On connecting with people she disagrees with: “I just think this is a time to connect with people. I feel so cocky talking about it, it’s just a stupid show, but the whole point of this administration is to divide us. I also think it’s interesting what’s happened on the left. It’s almost like there’s a mutated McCarthy era, where any comic better watch anything they say. If you have a special and someone doesn’t agree with every single thing you say on that special … you know, [Dave] Chappelle says it at the beginning of his special [“Sticks and Stones,” on Netflix], and he still gets so much … for it. I loved it. There were things in it that I did not like. But has there been a special you love and agree with across the board? That’s comedy: You overstep. You say things you might not even believe by the time it comes out. You’re always changing. It’s art. It’s not politics.

On cancel culture: “I’ve said it before, there’s this kind of “righteousness p0rn” going on with canceling people over their past, a thing they said or a moment they had, with no earnest hope that they may be changed. We see Megan Phelps-Roper, who grew up in the [anti-gay] Westboro Baptist Church, and we love her because she’s changed. But if we met her seven years ago, would she just have to be someone we had no hope for? She changed because people on social media talked to her warmly. Christian Picciolini was on the show, who was a neo-Nazi skinhead and was changed because someone gave him compassion even though he didn’t deserve it, in his words. So I always [ask myself], “Is this a ‘before’ Christian Picciolini?” It’s not very Jesus-like to just cancel people.”

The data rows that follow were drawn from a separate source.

impl Orchestrator {
    pub fn new(source: Arc<dyn TaskSource>, policy: PollPolicy) -> Self {
        let (events, _) = broadcast::channel(EVENT_CAPACITY);
        Self {
            inner: Arc::new(Inner {
                policy,
                source,
                slots: Mutex::new(HashMap::new()),
                loops: Mutex::new(HashMap::new()),
                events,
                next_generation: AtomicU64::new(1),
            }),
        }
    }

    pub fn policy(&self) -> &PollPolicy {
        &self.inner.policy
    }

    /// Start a mutation for `entity_id`.
    ///
    /// `request` performs the initiating call and returns the server task id. It is
    /// not invoked when a task for the entity is already pending. Must be called
    /// inside a tokio runtime; the poll loop is spawned onto it.
    pub async fn enqueue<F, Fut>(
        &self,
        entity_id: &str,
        action: MutationAction,
        meta: MutationMeta,
        request: F,
    ) -> Result<MutationTask, MutationError>
    where
        F: FnOnce() -> Fut,
        Fut: Future<Output = Result<String, ClientError>>,
    {
        let reservation = self.reserve(entity_id, action, meta)?;
        match request().await {
            Ok(task_id) => Ok(reservation.commit(task_id)),
            Err(e) => {
                tracing::warn!(entity_id, ?action, error = %e, "mutation request failed");
                Err(MutationError::Request(e))
            }
        }
    }

    fn reserve(
        &self,
        entity_id: &str,
        action: MutationAction,
        meta: MutationMeta,
    ) -> Result<Reservation, MutationError> {
        let mut slots = self.inner.slots.lock();
        if slots
            .get(entity_id)
            .is_some_and(|s| s.task.state == TaskState::Pending)
        {
            tracing::info!(entity_id, ?action, "mutation rejected: already running");
            return Err(MutationError::AlreadyRunning {
                entity_id: entity_id.to_string(),
            });
        }

        let generation = self.inner.next_generation.fetch_add(1, Ordering::Relaxed);
        let task = MutationTask {
            task_id: None,
            entity_id: entity_id.to_string(),
            action,
            state: TaskState::Pending,
            message: None,
            meta,
            attempts: 0,
        };
        let previous = slots
            .insert(
                entity_id.to_string(),
                Slot {
                    generation,
                    task: task.clone(),
                },
            )
            .map(|s| s.task);

        Ok(Reservation {
            inner: Arc::clone(&self.inner),
            generation,
            task,
            previous,
            armed: true,
        })
    }

    pub fn task(&self, entity_id: &str) -> Option<MutationTask> {
        self.inner.slots.lock().get(entity_id).map(|s| s.task.clone())
    }

    /// All tracked tasks, ordered by entity id.
    pub fn tasks(&self) -> Vec<MutationTask> {
        let mut tasks: Vec<MutationTask> =
            self.inner.slots.lock().values().map(|s| s.task.clone()).collect();
        tasks.sort_by(|a, b| a.entity_id.cmp(&b.entity_id));
        tasks
    }

    pub fn is_pending(&self, entity_id: &str) -> bool {
        self.task(entity_id)
            .is_some_and(|t| t.state == TaskState::Pending)
    }

    /// Forget a finished task. Pending tasks cannot be dismissed.
    pub fn dismiss(&self, entity_id: &str) -> bool {
        let removed = {
            let mut slots = self.inner.slots.lock();
            match slots.get(entity_id) {
                Some(slot) if slot.task.state != TaskState::Pending => {
                    slots.remove(entity_id);
                    true
                }
                _ => false,
            }
        };
        if removed {
            self.inner.emit(MutationEvent::Dismissed {
                entity_id: entity_id.to_string(),
            });
        }
        removed
    }

    pub fn subscribe(&self) -> broadcast::Receiver<MutationEvent> {
        self.inner.events.subscribe()
    }

    /// Stop every poll loop. Tasks still pending are marked failed.
    pub fn shutdown(&self) {
        let handles: Vec<JoinHandle<()>> = self.inner.loops.lock().drain().map(|(_, h)| h).collect();
        for handle in handles {
            handle.abort();
        }
        let stopped: Vec<MutationTask> = {
            let mut slots = self.inner.slots.lock();
            slots
                .values_mut()
                .filter(|s| s.task.state == TaskState::Pending && s.task.task_id.is_some())
                .map(|s| {
                    s.task.state = TaskState::Failed;
                    s.task.message = Some("Polling stopped before the task finished".into());
                    s.task.clone()
                })
                .collect()
        };
        for task in stopped {
            self.inner.emit(MutationEvent::Failed(task));
        }
    }
}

On wanting to be right: “I have to ask myself sometimes too, “Would I want this person to be changed or do I secretly want them to stay wrong so I can point to them as wrong and myself as right?” And that’s dark. And I see it. I see it in people I love or agree with on lots of things. So many hard lines — things need to be black and white and you need to know the answer. It can’t be ambiguous. And I think that’s a mistake. And that’s why, when you see transcripts of, like, a comic’s joke, or two different people who said the same thing — in one case it could be OK and in one case it could be … up. Why? Because the intent matters, and what the person’s soul is.”

[From The LA Times]

I’m going to be generous for a moment and say that I don’t have an issue with people trying to connect and understand each other on a personal level. But that presupposes that both people are honest brokers and are willing to meet halfway to have an honest conversation, and both are open to learning and listening. And my concern – if I was in Silverman’s position, trying to do this as entertainment – is that instead of a promotion of learning, listening and understanding, you’re instead giving a platform for hate speech, and you’re promoting the worst “bad actors” in society. At some point, I don’t really give a sh-t if a neo-Nazi is just some dude in pain. He’s still a f–king neo-Nazi, you know?

As for what she says about “righteousness p0rn” and cancel culture… whenever people complain about how comedians can’t get a fair shake or so-and-so didn’t deserve to be “canceled,” I just think about all of the people who were genuinely hurt, or how stupid it is to be an aggreived white man who thinks “comedy” is punching down and/or abusing women. Some people deserve to be f–king canceled.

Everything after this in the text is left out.